--- WORK ITEM ---
Count every line in the entries that holds the word "PlayabilityAggregate". The reply is that count alone.

--- DATA SHOWN ---
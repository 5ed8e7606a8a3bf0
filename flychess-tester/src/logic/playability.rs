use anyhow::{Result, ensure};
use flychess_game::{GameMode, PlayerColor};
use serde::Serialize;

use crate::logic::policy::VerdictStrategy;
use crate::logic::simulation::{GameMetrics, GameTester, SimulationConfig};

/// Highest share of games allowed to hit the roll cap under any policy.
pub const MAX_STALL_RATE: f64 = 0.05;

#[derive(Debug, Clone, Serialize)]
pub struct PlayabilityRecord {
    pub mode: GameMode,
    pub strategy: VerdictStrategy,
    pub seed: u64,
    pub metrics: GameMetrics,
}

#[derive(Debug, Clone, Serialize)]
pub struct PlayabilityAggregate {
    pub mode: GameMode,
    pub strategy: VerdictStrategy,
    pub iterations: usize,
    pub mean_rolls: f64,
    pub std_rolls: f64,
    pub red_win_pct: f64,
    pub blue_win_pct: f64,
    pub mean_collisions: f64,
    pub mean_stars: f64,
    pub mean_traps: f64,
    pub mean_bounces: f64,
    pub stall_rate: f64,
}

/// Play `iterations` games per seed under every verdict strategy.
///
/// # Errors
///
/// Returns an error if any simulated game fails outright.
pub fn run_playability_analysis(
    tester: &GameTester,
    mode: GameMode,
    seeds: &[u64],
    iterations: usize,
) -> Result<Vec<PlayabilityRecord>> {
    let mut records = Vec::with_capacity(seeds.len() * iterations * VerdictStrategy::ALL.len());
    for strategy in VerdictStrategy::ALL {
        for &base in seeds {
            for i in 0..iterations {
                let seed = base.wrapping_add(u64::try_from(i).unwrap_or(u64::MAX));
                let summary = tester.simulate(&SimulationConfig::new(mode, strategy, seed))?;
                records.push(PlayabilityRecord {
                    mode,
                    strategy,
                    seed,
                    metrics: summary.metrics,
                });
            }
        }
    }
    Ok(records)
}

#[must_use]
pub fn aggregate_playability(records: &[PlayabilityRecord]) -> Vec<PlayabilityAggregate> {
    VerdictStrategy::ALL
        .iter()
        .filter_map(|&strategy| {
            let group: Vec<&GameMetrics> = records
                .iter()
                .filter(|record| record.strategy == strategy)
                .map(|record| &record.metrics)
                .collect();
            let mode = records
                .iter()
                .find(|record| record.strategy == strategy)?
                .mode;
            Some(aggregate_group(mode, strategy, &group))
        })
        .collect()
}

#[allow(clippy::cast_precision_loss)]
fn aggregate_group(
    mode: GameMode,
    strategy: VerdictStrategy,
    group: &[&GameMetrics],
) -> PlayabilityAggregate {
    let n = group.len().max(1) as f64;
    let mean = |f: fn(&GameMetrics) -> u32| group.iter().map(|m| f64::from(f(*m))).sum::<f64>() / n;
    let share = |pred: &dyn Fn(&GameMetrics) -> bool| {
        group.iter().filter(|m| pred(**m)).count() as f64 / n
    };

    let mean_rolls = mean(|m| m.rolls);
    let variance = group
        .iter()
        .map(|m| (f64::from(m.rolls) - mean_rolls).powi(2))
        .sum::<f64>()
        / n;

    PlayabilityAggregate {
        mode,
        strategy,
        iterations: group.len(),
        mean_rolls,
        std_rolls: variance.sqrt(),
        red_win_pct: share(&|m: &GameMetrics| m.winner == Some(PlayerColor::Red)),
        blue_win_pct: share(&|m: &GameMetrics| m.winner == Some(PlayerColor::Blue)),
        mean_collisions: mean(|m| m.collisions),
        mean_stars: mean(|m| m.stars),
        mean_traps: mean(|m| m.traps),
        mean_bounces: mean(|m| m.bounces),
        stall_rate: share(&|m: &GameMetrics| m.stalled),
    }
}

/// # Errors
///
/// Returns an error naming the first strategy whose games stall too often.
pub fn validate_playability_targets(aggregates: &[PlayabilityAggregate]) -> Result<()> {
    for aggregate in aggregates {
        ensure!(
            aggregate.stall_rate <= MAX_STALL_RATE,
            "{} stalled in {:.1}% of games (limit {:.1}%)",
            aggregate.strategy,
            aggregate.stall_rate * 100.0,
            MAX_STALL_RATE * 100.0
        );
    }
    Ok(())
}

--

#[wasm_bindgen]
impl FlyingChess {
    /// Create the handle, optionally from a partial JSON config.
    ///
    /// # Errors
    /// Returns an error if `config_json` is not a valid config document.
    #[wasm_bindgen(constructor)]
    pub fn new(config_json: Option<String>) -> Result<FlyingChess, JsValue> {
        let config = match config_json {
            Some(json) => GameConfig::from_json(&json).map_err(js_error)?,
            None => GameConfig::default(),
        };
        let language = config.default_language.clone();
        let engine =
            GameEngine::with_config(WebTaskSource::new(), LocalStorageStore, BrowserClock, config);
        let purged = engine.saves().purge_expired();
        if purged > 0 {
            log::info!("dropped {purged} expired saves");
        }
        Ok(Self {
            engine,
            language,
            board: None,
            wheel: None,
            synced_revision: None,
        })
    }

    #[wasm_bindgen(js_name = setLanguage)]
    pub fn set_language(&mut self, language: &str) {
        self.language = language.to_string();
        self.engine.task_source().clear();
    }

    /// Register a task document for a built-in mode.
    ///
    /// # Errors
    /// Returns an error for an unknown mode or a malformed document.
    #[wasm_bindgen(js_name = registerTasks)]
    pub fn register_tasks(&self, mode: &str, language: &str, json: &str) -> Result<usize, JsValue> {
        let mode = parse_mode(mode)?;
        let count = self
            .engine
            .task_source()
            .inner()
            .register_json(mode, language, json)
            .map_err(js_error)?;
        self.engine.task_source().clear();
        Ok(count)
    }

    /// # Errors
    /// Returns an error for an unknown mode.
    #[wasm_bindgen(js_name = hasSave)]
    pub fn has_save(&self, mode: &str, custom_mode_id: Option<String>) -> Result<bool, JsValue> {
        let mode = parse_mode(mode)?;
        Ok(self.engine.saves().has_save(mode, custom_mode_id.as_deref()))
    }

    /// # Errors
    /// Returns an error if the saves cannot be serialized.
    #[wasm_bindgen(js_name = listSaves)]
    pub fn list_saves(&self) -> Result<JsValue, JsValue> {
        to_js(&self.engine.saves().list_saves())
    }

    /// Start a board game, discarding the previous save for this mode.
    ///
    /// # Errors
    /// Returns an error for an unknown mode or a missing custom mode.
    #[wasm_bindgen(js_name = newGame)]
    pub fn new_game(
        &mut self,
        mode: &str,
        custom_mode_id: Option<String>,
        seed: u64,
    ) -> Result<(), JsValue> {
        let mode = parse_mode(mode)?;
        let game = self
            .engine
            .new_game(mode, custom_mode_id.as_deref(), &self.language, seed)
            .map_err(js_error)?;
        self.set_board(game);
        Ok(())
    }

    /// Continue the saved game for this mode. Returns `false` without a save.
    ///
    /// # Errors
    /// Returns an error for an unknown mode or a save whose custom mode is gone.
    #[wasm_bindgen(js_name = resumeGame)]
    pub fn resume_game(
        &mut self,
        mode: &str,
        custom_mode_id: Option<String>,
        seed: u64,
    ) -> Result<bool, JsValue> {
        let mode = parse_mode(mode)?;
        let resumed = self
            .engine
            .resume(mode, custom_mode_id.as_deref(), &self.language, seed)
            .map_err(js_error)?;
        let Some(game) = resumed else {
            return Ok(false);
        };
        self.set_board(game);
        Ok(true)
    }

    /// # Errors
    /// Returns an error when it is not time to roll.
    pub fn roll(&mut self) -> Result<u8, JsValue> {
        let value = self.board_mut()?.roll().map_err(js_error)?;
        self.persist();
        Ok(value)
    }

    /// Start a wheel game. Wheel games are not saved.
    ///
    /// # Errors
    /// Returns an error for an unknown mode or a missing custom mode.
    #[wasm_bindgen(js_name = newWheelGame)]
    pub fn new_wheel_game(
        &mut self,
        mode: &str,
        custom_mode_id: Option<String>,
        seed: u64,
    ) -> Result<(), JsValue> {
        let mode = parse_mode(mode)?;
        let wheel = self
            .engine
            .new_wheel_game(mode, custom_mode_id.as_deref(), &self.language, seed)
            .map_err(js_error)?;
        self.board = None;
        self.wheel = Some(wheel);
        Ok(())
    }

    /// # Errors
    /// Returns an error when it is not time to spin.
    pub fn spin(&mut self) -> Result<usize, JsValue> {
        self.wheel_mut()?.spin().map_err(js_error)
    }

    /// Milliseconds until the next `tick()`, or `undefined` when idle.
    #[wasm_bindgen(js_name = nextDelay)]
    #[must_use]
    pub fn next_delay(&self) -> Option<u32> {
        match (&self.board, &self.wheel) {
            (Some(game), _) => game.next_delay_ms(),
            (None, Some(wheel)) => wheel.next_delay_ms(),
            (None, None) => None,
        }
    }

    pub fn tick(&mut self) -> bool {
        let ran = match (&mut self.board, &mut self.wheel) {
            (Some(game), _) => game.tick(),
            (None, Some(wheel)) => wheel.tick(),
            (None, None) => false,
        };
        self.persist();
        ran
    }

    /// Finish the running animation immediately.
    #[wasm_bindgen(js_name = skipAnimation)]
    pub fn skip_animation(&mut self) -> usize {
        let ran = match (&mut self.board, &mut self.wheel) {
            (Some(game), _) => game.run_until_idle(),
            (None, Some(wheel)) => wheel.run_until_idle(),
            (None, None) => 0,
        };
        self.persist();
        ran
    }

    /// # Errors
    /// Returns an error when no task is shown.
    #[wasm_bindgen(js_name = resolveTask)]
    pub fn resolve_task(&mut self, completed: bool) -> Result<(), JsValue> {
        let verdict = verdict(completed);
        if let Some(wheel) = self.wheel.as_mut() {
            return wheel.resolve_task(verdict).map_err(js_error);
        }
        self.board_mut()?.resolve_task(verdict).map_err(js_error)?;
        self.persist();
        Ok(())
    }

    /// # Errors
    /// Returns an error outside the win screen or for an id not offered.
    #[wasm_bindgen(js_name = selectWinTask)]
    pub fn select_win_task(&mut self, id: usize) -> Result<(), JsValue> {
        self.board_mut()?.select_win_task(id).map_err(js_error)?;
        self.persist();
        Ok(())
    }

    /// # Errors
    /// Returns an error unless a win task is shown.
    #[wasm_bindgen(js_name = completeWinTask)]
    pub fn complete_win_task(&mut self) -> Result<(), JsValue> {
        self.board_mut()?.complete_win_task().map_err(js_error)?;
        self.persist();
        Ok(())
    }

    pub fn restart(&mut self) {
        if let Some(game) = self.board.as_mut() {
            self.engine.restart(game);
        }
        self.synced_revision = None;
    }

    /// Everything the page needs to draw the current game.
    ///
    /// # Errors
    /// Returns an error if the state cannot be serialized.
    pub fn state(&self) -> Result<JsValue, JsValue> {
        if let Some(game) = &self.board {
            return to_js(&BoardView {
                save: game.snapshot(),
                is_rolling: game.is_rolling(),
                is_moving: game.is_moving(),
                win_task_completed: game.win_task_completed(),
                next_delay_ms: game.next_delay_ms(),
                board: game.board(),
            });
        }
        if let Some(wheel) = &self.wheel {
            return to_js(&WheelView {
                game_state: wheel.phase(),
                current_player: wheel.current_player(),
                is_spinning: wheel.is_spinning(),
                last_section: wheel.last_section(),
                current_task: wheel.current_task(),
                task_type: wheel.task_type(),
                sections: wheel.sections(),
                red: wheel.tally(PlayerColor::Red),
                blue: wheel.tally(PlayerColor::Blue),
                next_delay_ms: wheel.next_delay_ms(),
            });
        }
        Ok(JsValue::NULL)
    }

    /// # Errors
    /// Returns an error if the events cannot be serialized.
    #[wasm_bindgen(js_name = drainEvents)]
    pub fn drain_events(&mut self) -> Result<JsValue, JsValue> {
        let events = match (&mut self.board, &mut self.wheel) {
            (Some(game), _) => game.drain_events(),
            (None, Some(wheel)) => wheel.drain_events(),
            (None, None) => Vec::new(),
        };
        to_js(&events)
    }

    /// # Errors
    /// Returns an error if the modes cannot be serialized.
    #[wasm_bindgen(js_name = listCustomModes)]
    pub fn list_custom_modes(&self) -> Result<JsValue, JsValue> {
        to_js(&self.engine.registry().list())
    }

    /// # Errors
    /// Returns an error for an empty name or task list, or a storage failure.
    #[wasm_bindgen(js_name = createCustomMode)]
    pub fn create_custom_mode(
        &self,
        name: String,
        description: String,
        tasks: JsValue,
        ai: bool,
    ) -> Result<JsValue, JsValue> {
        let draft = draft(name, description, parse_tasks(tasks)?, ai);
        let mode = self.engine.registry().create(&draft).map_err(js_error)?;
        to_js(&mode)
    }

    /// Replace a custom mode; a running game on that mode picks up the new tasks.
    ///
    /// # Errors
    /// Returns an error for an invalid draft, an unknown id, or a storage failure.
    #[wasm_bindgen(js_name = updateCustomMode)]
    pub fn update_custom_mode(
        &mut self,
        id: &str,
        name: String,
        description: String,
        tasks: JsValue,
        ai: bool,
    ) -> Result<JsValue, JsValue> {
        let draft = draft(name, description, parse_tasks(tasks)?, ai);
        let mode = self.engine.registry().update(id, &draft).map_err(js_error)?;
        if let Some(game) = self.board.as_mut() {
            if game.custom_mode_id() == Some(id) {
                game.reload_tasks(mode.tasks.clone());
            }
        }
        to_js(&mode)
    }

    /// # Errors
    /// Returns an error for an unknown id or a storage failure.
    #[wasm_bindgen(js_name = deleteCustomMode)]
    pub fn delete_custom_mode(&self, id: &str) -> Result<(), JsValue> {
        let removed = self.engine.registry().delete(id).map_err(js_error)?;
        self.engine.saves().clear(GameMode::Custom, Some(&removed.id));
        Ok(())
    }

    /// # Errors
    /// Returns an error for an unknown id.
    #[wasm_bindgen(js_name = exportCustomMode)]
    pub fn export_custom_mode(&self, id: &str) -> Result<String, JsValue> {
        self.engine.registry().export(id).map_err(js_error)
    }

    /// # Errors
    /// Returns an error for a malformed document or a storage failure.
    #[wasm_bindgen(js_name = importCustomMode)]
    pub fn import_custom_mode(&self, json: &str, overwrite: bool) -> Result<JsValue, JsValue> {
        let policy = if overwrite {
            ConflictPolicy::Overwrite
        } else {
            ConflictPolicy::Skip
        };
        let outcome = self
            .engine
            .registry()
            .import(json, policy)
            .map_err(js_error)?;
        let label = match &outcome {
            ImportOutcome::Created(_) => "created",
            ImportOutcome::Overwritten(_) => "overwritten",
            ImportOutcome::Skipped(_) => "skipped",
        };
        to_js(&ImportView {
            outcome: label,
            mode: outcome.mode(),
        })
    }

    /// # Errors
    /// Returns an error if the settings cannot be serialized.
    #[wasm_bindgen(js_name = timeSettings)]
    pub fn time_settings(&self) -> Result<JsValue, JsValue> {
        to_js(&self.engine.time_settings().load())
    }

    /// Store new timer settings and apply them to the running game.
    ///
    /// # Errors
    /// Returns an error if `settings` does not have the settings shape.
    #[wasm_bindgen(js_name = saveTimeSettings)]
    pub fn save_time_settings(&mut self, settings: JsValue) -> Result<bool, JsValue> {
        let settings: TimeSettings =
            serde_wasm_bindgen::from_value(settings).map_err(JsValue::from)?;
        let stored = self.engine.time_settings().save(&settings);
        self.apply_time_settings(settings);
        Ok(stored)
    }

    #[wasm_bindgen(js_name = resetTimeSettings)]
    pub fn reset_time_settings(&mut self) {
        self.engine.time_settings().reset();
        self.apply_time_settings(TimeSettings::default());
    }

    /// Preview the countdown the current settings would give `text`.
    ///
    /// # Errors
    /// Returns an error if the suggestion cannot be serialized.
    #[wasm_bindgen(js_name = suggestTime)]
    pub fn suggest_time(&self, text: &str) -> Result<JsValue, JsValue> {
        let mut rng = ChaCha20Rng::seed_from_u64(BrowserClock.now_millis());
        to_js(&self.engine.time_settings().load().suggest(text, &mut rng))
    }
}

--- TASK ANSWER ---
5